• WHAT YOU WILL DO: Repeat the lines from the line with "Outbound broadcast contracts." to the line with "purely local deployments." in the listing below, keeping both end lines and adding nothing.

═══ MATERIAL FOR THIS TASK ═══

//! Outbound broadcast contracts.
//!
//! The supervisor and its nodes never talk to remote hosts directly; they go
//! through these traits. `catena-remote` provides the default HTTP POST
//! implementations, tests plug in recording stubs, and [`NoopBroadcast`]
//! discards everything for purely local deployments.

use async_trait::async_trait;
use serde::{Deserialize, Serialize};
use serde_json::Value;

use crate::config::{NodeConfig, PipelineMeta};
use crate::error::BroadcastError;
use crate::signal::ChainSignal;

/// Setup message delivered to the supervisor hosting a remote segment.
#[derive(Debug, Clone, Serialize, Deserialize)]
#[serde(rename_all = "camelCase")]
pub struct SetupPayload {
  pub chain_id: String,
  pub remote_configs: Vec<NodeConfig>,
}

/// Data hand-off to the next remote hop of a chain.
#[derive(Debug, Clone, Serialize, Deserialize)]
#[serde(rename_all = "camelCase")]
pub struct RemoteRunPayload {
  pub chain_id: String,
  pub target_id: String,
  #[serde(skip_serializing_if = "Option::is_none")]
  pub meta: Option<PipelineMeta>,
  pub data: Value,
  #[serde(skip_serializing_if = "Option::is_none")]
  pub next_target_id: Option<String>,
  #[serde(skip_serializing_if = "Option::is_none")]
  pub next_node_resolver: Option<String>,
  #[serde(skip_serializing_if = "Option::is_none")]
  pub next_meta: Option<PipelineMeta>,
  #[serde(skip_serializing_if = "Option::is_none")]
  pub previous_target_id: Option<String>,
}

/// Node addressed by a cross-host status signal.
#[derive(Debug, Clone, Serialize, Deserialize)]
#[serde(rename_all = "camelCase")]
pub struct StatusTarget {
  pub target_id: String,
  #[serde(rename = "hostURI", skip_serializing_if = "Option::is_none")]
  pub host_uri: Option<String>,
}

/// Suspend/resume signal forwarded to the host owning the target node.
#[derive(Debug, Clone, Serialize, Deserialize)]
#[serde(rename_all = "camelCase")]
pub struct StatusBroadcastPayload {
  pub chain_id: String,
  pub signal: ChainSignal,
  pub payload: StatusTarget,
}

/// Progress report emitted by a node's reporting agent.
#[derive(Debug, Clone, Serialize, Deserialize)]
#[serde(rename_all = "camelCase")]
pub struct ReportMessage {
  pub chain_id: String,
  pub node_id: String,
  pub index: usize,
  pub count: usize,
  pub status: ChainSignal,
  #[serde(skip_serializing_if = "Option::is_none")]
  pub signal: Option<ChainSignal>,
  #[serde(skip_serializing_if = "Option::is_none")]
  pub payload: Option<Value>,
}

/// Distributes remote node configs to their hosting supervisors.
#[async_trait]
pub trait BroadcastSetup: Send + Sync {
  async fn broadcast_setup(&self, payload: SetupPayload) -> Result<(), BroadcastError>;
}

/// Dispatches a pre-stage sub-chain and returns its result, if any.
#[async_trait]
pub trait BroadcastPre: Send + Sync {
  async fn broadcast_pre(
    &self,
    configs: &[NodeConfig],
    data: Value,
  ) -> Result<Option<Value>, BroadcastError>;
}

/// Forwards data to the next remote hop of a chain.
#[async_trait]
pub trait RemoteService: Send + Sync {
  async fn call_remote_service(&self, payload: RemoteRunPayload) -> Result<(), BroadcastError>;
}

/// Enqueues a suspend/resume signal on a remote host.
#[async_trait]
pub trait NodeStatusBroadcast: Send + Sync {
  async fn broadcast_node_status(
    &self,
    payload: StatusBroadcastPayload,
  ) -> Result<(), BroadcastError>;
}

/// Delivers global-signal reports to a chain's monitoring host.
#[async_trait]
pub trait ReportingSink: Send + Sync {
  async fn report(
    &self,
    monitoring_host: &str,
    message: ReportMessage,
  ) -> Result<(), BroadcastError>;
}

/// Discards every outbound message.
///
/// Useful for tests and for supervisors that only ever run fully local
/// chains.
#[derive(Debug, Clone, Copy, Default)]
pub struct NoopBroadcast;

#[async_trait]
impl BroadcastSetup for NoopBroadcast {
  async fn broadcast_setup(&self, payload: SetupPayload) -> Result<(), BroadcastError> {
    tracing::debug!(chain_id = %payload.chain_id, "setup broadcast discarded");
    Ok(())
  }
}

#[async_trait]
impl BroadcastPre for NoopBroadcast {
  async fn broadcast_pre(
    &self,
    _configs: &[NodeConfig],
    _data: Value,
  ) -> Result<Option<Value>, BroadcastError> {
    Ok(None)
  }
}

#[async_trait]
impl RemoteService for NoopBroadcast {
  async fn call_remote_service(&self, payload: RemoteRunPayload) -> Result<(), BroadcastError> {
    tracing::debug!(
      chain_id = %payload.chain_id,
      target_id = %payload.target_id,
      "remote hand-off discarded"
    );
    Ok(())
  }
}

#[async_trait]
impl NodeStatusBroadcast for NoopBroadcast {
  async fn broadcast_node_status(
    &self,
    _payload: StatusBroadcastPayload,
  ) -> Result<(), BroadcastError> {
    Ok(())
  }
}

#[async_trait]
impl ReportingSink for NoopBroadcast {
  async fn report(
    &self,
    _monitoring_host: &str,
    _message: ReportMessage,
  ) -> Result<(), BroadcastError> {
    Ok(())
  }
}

═══
═══ MATERIAL FOR THIS TASK ═══

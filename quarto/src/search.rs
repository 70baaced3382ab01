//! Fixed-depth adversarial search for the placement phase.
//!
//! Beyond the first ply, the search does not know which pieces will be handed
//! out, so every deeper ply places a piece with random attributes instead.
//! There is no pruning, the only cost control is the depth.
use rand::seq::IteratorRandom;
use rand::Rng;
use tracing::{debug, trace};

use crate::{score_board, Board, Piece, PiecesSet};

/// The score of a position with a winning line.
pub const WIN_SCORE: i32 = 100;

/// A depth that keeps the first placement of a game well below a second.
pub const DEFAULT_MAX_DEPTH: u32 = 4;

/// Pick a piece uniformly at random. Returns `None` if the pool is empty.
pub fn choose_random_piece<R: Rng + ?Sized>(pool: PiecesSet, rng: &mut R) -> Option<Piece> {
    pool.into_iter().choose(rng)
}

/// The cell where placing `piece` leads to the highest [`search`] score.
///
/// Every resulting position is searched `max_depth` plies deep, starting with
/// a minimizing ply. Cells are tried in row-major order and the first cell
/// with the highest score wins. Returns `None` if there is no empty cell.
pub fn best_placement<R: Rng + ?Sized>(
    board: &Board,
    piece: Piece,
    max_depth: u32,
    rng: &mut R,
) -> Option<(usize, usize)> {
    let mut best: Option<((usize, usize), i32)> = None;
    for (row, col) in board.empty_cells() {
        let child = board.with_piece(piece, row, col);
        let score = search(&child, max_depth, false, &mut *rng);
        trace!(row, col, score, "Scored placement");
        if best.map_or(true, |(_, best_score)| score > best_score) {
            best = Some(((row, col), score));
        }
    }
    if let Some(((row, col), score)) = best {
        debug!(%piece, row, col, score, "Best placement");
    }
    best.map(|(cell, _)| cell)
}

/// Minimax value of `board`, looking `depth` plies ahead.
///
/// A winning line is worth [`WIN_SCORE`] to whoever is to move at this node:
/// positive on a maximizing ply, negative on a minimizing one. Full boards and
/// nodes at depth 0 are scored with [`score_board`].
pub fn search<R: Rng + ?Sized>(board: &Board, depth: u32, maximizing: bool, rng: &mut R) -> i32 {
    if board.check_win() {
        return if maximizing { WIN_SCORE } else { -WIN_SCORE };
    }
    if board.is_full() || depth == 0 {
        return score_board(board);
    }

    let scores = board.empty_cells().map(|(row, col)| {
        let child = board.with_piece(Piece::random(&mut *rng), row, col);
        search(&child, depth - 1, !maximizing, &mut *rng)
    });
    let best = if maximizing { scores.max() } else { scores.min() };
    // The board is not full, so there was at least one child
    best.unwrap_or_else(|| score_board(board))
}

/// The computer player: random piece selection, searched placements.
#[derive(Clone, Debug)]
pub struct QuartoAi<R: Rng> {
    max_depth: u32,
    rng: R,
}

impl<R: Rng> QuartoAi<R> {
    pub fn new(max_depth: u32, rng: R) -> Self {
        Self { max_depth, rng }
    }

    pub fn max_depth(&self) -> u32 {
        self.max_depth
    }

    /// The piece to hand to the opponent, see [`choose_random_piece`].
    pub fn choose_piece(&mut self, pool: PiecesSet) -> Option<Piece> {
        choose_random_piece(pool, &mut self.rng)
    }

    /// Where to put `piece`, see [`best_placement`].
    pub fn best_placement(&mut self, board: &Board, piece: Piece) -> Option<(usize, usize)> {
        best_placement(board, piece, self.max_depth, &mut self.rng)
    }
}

═══

• RESULT OF THIS TASK:
//! Outbound broadcast contracts.
//!
//! The supervisor and its nodes never talk to remote hosts directly; they go
//! through these traits. `catena-remote` provides the default HTTP POST
//! implementations, tests plug in recording stubs, and [`NoopBroadcast`]
//! discards everything for purely local deployments.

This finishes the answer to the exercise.